─── Input material

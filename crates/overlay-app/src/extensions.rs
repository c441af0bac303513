//! Extensions linked into the binary
//!
//! | Key | Extension |
//! |-----|-----------|
//! | `core:logger` | `[App]` prefix, error tracking, `app: extended` context |
//! | `core:ui-provider` | indigo theme with component overrides |
//! | `utils:formatDate` | honors `strftime` patterns, `DD MMM YYYY` otherwise |
//!
//! A document on disk for the same key takes precedence over these.

use overlay_discovery::StaticProvider;
use overlay_registry::{well_known, CapabilityKey, Implementation};
use overlay_services::{
    prefix_formatter, FormatDate, LogEntry, Logger, LoggerConfig, LoggerHooks,
};
use serde_json::{json, Value as JsonValue};
use std::sync::Arc;

/// Location reported for linked extensions
pub const BUILTIN_LOCATION: &str = "builtin";

/// Fallback pattern of the extended date formatter (`05 Jan 2024`)
pub const EXTENDED_DATE_PATTERN: &str = "%d %b %Y";

/// Logger layered over `base`: prefixed lines and tracked errors
#[must_use]
pub fn extended_logger(base: &LoggerConfig) -> Logger {
    let mut config = base.clone();
    config.context.insert("app".to_string(), json!("extended"));

    let hooks = LoggerHooks::new()
        .with_formatter(prefix_formatter("[App]"))
        .with_error_handler(Arc::new(track_error));
    Logger::with_hooks(config, hooks)
}

fn track_error(entry: &LogEntry) {
    tracing::warn!(
        target: "overlay::tracking",
        message = %entry.message,
        error = entry.error.as_deref().unwrap_or_default(),
        "error tracked"
    );
}

/// Theme extension document
#[must_use]
pub fn extended_theme() -> JsonValue {
    json!({
        "token": {
            "colorPrimary": "#6366f1",
            "borderRadius": 8,
            "fontFamily": "Inter, system-ui, sans-serif"
        },
        "components": {
            "Button": {
                "primaryShadow": "0 2px 6px rgba(99, 102, 241, 0.35)",
                "fontWeight": 500
            },
            "Card": {
                "headerFontSize": 16
            }
        }
    })
}

/// Date formatter extension
#[must_use]
pub fn extended_format_date() -> FormatDate {
    FormatDate::patterned(EXTENDED_DATE_PATTERN)
}

/// Linked extension for a key, if one ships
#[must_use]
pub fn builtin_provider(key: &CapabilityKey, logger: &LoggerConfig) -> Option<StaticProvider> {
    let value = if *key == well_known::logger() {
        Implementation::service(extended_logger(logger))
    } else if *key == well_known::ui_provider() {
        Implementation::data(extended_theme())
    } else if *key == well_known::format_date() {
        Implementation::service(extended_format_date())
    } else {
        return None;
    };
    Some(StaticProvider::new(key.clone(), BUILTIN_LOCATION, value))
}
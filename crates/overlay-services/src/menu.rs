//! Navigation menu (`core:config-menu`)
//!
//! Items are a sequence, so an extension's `items` replace the base list
//! as a whole.

use overlay_registry::{ConversionError, Implementation};
use serde::{Deserialize, Serialize};

/// One navigation entry
#[derive(Debug, Clone, PartialEq, Eq, Serialize, Deserialize)]
#[serde(rename_all = "camelCase")]
pub struct MenuItem {
    /// Stable identifier, conventionally the route
    pub key: String,
    /// Display text
    pub label: String,
    /// Route to navigate to
    #[serde(default, skip_serializing_if = "Option::is_none")]
    pub path: Option<String>,
    /// Icon name understood by the UI layer
    #[serde(default, skip_serializing_if = "Option::is_none")]
    pub icon: Option<String>,
    /// Nested entries
    #[serde(default, skip_serializing_if = "Vec::is_empty")]
    pub children: Vec<MenuItem>,
}

impl MenuItem {
    /// Leaf entry routed to `path`, keyed by it
    #[must_use]
    pub fn route(path: &str, label: &str, icon: &str) -> Self {
        Self {
            key: path.to_string(),
            label: label.to_string(),
            path: Some(path.to_string()),
            icon: Some(icon.to_string()),
            children: Vec::new(),
        }
    }
}

/// Menu handed to the UI layer
#[derive(Debug, Clone, PartialEq, Eq, Serialize, Deserialize)]
#[serde(default)]
pub struct MenuConfig {
    /// Top-level entries, in display order
    pub items: Vec<MenuItem>,
}

impl Default for MenuConfig {
    fn default() -> Self {
        Self {
            items: vec![
                MenuItem::route("/dashboard", "Dashboard", "DashboardOutlined"),
                MenuItem::route("/home", "Home", "HomeOutlined"),
                MenuItem::route("/extensions-demo", "Examples", "SettingOutlined"),
            ],
        }
    }
}

impl MenuConfig {
    /// Entry with the given key, searching nested entries depth first
    #[must_use]
    pub fn find(&self, key: &str) -> Option<&MenuItem> {
        fn walk<'a>(items: &'a [MenuItem], key: &str) -> Option<&'a MenuItem> {
            items.iter().find_map(|item| {
                if item.key == key {
                    Some(item)
                } else {
                    walk(&item.children, key)
                }
            })
        }
        walk(&self.items, key)
    }

    /// Registry form
    ///
    /// # Errors
    /// [`ConversionError::Encode`] if serialization fails
    pub fn to_implementation(&self) -> Result<Implementation, ConversionError> {
        Implementation::from_typed(self)
    }
}

#[cfg(test)]
mod tests {
    use super::*;
    use overlay_registry::resolve;
    use pretty_assertions::assert_eq;
    use serde_json::json;

    #[test]
    fn base_menu_lists_default_routes() {
        let menu = MenuConfig::default();
        let keys: Vec<_> = menu.items.iter().map(|i| i.key.as_str()).collect();
        assert_eq!(keys, vec!["/dashboard", "/home", "/extensions-demo"]);
        assert_eq!(menu.find("/home").and_then(|i| i.icon.as_deref()), Some("HomeOutlined"));
    }

    #[test]
    fn extension_items_replace_base_list() {
        let base = MenuConfig::default().to_implementation().unwrap();
        let ext = Implementation::data(json!({
            "items": [{
                "key": "admin",
                "label": "Admin",
                "children": [{"key": "/admin/users", "label": "Users", "path": "/admin/users"}]
            }]
        }));

        let menu: MenuConfig = resolve(&base, Some(&ext)).to_typed().unwrap();
        assert_eq!(menu.items.len(), 1);
        assert!(menu.find("/home").is_none());
        assert_eq!(
            menu.find("/admin/users").and_then(|i| i.path.as_deref()),
            Some("/admin/users")
        );
    }
}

──────

## Your assignment
Using the entries above, extract exactly the span from the line with "Theme extension document" to the line with "pub fn extended_format_date()", both lines included; leave out everything else.

## Solution to the problem
/// Theme extension document
#[must_use]
pub fn extended_theme() -> JsonValue {
    json!({
        "token": {
            "colorPrimary": "#6366f1",
            "borderRadius": 8,
            "fontFamily": "Inter, system-ui, sans-serif"
        },
        "components": {
            "Button": {
                "primaryShadow": "0 2px 6px rgba(99, 102, 241, 0.35)",
                "fontWeight": 500
            },
            "Card": {
                "headerFontSize": 16
            }
        }
    })
}

/// Date formatter extension
#[must_use]
pub fn extended_format_date() -> FormatDate {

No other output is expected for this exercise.